── RECORD SET

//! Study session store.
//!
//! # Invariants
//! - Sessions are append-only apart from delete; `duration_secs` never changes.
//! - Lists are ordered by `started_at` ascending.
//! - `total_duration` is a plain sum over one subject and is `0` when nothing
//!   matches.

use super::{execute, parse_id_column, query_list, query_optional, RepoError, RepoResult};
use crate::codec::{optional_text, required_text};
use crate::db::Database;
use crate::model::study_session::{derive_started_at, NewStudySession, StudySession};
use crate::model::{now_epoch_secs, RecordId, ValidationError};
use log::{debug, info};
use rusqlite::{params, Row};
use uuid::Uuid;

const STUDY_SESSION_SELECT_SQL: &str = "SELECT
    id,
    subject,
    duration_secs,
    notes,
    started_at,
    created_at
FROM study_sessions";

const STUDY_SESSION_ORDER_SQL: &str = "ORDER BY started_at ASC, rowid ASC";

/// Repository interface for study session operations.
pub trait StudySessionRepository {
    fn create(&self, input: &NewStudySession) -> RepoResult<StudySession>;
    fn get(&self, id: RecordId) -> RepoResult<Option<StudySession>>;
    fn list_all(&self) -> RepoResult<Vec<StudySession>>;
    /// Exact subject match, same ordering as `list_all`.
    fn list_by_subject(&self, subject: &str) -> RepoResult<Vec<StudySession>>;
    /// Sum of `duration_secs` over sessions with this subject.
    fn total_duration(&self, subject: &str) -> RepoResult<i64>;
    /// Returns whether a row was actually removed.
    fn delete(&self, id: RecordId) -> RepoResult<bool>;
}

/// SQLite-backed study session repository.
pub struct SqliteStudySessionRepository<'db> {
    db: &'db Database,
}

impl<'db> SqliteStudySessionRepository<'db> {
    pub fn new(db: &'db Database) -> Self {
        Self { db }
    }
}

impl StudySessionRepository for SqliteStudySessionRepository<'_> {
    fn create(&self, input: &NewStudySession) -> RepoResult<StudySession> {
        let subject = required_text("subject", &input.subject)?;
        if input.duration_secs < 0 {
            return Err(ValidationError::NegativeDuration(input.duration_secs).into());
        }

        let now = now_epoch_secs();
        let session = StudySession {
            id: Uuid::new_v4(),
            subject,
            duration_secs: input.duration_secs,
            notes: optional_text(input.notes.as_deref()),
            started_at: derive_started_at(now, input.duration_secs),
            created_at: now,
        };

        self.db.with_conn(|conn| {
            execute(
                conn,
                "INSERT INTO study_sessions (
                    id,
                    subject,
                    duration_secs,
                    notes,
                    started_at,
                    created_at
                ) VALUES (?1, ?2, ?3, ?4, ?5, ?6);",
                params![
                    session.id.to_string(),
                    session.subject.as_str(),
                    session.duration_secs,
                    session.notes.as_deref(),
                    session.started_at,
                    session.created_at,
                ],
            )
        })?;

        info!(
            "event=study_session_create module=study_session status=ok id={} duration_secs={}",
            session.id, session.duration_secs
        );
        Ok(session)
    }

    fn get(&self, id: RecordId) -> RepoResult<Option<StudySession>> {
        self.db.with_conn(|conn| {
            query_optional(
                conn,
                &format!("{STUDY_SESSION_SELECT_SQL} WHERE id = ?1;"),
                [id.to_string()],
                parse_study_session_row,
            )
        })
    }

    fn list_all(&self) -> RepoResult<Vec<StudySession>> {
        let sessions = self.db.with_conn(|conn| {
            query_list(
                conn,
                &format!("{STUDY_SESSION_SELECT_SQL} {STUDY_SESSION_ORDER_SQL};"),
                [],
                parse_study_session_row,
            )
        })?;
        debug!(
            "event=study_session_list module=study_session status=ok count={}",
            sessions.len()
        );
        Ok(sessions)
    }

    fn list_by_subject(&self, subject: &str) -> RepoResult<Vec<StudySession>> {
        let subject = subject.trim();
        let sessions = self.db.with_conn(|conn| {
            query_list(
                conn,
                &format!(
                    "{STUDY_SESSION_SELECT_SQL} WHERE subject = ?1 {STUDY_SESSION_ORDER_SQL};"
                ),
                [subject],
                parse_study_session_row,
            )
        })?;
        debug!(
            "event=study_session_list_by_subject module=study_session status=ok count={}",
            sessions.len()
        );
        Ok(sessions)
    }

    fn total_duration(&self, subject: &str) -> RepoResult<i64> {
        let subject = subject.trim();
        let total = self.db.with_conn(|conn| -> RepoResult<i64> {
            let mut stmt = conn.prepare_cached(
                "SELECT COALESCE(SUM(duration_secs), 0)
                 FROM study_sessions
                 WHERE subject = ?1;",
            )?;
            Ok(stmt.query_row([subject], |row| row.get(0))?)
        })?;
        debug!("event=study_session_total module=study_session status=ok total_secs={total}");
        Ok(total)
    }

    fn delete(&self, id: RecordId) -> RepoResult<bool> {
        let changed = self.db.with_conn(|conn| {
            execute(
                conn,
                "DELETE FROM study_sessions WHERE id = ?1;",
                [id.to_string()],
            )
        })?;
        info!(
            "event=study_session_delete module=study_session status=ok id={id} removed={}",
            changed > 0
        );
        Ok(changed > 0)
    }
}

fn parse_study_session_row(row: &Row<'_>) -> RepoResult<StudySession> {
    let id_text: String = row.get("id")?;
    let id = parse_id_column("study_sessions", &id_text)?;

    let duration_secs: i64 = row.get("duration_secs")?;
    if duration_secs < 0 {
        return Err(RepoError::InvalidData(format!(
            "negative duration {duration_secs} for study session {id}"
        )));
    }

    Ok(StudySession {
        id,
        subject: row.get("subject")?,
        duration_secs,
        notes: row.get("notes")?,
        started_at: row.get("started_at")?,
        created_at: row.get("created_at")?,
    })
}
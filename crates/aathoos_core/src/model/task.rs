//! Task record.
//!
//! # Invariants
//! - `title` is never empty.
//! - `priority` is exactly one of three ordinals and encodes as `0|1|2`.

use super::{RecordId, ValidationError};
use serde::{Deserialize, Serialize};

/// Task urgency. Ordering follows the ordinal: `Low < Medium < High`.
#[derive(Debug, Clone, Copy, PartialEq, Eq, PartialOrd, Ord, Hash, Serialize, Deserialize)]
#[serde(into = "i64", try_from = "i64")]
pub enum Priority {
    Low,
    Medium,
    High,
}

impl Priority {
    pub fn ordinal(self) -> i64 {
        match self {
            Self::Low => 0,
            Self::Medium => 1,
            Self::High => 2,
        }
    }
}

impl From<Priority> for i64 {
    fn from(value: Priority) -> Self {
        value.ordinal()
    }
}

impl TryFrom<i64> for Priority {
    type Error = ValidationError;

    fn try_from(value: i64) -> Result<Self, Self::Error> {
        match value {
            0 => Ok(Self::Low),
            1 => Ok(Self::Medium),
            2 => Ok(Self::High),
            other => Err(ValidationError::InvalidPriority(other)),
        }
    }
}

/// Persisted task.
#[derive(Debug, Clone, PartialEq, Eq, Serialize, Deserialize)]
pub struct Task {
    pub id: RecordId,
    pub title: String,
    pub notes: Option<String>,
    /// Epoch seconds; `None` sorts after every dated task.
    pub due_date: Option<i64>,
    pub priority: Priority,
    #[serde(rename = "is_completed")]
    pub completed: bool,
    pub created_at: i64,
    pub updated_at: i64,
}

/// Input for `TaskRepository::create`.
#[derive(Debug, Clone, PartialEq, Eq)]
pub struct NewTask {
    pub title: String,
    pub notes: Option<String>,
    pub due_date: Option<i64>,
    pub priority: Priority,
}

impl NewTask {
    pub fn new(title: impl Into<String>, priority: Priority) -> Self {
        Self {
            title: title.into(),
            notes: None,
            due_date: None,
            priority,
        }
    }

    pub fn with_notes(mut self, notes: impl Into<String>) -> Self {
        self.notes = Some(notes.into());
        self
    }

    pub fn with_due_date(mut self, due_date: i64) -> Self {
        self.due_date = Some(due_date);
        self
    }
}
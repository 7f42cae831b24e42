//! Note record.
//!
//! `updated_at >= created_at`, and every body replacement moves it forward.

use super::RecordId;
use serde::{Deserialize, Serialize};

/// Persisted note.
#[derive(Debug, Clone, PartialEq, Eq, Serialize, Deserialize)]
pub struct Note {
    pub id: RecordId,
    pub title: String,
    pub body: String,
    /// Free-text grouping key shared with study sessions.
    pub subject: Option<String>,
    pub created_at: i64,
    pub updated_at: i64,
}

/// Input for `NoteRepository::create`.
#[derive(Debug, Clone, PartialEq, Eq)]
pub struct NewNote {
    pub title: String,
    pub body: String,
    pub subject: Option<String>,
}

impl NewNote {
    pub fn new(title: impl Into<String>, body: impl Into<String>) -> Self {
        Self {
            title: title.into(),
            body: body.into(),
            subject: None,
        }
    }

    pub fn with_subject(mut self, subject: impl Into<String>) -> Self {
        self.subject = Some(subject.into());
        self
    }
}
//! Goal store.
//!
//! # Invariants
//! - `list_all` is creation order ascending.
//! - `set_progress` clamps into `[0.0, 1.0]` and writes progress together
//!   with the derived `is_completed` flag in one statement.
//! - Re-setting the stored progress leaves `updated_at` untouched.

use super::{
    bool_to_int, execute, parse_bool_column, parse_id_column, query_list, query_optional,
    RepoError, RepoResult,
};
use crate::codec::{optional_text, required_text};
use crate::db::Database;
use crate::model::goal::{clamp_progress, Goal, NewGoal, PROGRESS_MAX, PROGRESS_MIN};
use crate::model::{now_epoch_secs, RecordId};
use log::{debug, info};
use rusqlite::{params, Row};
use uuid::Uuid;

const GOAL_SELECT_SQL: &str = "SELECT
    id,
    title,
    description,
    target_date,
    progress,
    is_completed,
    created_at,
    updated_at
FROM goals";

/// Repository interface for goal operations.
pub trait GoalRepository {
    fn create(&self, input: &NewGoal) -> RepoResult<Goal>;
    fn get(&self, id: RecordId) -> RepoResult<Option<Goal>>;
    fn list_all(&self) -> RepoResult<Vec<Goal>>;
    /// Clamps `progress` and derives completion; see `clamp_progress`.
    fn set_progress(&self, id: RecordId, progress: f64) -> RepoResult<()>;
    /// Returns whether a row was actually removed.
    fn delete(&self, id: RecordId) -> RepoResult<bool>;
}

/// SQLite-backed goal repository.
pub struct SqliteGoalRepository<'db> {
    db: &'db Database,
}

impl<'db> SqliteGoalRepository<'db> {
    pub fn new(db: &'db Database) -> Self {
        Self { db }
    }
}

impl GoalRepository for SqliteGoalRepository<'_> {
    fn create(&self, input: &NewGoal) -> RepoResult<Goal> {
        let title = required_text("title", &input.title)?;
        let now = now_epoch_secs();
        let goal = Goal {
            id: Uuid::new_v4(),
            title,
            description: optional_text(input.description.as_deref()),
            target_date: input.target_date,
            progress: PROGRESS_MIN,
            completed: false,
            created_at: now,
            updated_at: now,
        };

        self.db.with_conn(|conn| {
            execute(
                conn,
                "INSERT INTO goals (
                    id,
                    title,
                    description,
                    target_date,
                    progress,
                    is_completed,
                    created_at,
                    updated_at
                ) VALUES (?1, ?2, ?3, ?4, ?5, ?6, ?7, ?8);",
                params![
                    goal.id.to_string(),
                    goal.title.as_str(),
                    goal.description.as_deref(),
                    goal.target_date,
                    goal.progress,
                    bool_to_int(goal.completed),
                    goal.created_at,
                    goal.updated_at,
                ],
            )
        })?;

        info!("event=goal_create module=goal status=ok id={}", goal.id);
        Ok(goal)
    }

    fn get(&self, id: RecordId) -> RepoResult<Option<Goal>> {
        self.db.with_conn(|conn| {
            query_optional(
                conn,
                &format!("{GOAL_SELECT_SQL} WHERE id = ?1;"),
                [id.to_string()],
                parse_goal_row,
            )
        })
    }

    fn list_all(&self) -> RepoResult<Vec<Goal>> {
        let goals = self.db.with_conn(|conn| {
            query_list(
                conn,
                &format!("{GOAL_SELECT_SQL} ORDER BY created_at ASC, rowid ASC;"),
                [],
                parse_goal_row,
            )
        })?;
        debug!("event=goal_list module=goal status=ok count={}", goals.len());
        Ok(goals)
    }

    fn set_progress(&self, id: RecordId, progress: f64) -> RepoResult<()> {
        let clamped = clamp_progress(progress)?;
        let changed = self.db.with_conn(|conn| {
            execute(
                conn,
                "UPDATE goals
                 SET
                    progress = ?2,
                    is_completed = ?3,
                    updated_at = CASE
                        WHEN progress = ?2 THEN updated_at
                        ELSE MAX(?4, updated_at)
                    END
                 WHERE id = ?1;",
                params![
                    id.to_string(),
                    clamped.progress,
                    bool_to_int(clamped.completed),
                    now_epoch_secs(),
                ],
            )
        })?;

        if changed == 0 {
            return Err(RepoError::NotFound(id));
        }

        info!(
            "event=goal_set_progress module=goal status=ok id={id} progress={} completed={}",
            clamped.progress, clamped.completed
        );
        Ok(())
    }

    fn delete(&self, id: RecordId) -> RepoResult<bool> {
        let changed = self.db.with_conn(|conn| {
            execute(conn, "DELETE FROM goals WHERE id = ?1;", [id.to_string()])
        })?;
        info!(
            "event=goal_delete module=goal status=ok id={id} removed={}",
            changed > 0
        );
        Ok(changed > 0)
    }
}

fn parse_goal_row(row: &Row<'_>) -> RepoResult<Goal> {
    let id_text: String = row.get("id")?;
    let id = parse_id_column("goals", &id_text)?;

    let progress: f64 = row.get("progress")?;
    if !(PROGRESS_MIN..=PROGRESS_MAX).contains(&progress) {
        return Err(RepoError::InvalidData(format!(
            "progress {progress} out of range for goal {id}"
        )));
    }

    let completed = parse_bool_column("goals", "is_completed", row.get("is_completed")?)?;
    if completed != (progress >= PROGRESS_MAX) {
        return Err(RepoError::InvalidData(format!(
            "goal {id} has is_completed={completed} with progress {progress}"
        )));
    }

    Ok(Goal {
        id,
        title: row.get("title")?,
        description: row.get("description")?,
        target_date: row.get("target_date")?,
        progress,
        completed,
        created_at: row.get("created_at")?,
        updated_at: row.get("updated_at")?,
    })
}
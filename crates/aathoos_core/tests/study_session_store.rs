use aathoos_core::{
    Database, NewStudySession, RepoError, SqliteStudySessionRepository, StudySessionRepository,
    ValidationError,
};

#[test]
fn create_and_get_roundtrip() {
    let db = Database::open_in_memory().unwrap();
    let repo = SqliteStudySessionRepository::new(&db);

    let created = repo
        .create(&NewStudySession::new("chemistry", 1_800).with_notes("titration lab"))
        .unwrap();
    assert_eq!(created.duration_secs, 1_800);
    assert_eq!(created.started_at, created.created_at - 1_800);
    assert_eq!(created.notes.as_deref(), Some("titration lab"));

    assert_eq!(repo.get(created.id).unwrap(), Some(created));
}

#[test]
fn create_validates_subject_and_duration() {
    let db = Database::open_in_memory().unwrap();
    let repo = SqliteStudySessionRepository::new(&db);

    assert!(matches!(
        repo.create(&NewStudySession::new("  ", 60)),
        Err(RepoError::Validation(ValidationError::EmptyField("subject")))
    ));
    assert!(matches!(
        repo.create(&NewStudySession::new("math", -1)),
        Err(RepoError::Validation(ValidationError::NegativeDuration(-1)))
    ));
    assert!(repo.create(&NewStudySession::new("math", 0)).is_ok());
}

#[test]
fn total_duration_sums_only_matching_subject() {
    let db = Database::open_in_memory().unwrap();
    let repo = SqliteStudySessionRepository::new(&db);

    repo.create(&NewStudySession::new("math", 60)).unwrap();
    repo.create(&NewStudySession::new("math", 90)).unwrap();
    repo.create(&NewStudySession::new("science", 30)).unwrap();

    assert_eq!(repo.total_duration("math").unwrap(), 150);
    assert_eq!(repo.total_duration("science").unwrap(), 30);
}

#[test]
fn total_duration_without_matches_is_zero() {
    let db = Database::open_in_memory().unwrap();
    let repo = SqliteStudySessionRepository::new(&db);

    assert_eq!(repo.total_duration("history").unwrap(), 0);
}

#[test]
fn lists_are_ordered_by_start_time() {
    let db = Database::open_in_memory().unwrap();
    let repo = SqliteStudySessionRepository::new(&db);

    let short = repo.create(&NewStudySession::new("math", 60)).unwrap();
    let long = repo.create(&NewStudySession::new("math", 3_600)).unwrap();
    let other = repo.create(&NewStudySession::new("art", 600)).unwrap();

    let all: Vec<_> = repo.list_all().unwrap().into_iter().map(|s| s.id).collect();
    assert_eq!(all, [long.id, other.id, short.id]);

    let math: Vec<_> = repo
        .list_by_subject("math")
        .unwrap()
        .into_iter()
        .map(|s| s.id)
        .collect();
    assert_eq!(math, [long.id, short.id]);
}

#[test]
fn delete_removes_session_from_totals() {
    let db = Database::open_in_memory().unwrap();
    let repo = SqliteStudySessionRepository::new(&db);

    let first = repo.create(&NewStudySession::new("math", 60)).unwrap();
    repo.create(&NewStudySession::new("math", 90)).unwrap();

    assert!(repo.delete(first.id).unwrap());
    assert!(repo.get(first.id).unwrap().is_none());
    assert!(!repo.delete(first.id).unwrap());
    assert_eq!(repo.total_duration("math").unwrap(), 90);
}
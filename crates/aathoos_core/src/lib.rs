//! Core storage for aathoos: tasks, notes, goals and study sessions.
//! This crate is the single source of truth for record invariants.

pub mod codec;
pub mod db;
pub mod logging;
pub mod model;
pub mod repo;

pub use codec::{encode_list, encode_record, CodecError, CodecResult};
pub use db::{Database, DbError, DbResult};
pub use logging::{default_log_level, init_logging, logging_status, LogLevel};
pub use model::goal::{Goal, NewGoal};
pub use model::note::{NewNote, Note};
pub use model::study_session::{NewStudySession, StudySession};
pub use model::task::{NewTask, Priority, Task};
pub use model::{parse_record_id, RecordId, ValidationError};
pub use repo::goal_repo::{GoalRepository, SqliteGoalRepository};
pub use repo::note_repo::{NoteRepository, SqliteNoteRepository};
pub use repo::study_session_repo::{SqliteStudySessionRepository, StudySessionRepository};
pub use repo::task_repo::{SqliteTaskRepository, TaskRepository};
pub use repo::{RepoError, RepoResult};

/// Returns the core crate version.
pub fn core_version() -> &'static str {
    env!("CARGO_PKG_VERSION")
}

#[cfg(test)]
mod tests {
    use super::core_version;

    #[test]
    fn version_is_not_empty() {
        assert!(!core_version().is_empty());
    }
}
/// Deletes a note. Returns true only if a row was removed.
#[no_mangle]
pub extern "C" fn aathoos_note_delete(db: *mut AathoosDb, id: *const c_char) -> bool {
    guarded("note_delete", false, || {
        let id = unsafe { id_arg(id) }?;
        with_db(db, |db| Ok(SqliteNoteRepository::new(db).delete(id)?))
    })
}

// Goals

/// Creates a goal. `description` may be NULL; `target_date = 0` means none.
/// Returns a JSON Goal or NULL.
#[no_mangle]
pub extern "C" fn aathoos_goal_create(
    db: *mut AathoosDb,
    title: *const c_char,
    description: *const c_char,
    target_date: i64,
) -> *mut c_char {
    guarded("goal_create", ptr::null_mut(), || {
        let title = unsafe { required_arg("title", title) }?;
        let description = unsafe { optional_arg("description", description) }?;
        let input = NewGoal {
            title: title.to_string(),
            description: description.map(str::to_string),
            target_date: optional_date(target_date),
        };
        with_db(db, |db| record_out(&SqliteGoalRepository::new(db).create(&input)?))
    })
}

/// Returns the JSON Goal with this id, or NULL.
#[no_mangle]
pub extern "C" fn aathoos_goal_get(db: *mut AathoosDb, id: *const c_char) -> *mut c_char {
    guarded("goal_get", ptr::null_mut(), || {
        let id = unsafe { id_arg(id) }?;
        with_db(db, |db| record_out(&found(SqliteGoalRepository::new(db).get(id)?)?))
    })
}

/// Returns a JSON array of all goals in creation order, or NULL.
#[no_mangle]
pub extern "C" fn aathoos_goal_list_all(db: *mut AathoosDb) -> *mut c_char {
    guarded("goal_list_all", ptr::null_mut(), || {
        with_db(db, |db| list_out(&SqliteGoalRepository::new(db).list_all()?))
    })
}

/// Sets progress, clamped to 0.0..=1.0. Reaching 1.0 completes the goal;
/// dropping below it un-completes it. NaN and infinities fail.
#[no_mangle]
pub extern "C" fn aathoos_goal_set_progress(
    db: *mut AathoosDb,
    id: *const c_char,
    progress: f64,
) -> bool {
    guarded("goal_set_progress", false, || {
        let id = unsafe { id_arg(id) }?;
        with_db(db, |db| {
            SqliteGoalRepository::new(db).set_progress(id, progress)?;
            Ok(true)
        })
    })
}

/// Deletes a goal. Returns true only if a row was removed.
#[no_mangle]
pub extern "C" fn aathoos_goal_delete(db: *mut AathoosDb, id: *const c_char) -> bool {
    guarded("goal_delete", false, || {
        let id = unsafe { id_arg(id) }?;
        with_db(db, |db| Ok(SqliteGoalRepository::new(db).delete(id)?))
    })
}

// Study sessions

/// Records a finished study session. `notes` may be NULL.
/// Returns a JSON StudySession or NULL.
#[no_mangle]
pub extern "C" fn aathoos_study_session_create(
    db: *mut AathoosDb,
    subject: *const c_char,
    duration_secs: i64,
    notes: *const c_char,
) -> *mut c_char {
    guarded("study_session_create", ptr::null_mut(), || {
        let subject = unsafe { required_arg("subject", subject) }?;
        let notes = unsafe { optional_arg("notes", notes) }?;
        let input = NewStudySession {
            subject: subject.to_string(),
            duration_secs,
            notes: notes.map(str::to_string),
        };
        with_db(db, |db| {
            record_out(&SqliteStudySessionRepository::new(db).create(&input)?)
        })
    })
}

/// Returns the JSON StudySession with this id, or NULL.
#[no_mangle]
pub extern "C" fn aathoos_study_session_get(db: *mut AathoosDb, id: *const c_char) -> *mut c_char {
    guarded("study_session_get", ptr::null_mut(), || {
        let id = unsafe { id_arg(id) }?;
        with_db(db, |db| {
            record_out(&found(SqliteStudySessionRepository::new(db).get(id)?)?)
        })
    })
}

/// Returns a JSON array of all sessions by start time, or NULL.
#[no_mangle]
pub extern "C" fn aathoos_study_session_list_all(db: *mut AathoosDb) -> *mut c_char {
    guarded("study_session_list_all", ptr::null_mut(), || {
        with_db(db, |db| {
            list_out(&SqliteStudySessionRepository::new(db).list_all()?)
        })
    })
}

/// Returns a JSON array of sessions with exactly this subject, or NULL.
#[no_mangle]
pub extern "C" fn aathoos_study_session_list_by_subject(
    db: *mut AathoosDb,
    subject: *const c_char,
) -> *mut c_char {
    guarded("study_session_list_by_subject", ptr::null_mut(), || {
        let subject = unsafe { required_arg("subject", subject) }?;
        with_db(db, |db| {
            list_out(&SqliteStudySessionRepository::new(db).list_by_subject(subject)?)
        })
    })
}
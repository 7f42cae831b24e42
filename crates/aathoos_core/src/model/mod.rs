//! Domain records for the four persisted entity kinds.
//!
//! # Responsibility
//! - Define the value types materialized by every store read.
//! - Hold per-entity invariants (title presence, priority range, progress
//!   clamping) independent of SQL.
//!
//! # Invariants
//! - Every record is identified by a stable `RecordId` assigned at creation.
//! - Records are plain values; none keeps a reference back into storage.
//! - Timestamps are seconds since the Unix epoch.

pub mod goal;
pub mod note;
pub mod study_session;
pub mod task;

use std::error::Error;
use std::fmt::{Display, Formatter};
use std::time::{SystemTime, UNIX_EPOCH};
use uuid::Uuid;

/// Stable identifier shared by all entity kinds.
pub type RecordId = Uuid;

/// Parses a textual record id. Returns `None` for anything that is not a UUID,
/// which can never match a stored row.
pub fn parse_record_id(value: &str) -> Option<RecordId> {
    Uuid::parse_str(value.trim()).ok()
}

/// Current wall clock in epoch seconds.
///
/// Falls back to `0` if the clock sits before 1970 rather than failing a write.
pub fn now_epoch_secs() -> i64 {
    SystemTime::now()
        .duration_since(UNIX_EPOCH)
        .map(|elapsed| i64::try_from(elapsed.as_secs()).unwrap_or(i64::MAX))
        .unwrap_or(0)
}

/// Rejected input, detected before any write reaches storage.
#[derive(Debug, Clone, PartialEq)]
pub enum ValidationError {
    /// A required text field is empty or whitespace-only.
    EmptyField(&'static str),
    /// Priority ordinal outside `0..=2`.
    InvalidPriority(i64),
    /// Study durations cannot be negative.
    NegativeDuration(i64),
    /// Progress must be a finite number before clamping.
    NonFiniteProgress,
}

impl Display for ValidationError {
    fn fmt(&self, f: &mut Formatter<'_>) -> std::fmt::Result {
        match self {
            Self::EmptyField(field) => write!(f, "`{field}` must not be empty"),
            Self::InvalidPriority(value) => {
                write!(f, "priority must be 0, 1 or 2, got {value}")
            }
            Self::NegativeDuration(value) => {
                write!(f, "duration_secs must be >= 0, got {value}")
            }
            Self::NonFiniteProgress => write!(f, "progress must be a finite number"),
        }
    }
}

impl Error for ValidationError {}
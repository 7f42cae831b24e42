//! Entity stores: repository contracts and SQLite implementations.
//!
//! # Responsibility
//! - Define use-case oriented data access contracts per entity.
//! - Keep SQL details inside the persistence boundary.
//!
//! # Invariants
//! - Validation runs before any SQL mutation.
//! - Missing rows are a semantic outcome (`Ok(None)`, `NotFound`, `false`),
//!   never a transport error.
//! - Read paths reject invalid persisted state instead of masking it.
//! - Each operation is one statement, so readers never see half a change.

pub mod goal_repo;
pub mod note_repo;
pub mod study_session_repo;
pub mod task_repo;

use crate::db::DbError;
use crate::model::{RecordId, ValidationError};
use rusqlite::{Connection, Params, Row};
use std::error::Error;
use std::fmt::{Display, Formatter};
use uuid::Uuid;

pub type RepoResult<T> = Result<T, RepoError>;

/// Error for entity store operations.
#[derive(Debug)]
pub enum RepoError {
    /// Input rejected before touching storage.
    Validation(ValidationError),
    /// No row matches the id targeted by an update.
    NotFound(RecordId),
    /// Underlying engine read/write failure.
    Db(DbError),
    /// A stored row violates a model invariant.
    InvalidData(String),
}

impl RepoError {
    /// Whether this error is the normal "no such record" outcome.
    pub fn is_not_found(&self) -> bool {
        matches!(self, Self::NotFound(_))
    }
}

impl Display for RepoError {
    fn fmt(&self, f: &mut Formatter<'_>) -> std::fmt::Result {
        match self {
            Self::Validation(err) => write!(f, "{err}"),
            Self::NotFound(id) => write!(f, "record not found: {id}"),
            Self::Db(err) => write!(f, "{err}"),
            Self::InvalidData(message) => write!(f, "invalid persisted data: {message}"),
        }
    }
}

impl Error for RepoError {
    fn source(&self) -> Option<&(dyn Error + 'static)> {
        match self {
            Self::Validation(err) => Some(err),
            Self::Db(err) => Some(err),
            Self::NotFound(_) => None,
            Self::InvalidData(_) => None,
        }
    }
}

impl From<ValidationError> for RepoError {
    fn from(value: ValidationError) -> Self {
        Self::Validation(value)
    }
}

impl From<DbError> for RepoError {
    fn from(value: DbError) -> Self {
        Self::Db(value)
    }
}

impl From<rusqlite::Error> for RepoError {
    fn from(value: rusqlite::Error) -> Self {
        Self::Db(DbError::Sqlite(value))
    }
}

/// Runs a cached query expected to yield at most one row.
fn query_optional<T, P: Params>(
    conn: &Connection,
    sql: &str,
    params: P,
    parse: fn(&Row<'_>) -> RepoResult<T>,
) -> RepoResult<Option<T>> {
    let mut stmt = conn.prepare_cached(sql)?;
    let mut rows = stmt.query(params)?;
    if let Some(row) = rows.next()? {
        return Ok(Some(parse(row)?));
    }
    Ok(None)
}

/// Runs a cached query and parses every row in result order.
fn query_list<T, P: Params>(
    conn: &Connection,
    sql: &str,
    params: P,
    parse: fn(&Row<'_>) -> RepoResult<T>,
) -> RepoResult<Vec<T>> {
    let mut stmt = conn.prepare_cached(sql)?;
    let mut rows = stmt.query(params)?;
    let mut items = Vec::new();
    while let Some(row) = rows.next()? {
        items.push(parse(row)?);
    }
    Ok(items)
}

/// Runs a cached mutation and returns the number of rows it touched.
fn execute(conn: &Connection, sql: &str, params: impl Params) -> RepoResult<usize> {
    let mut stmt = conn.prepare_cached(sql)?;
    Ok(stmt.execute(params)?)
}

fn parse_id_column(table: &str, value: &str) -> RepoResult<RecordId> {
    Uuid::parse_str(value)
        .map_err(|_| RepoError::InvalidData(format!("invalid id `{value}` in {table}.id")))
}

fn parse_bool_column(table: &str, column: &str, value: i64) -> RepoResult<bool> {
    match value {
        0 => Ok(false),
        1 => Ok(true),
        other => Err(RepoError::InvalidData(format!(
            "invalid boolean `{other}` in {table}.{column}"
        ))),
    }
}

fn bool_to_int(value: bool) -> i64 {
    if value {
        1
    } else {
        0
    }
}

────

> YOUR OBJECTIVE:
In the records, which lines use the word "outcome"? Report them.

> OUTPUT:
//! - Missing rows are a semantic outcome (`Ok(None)`, `NotFound`, `false`),
    /// Whether this error is the normal "no such record" outcome.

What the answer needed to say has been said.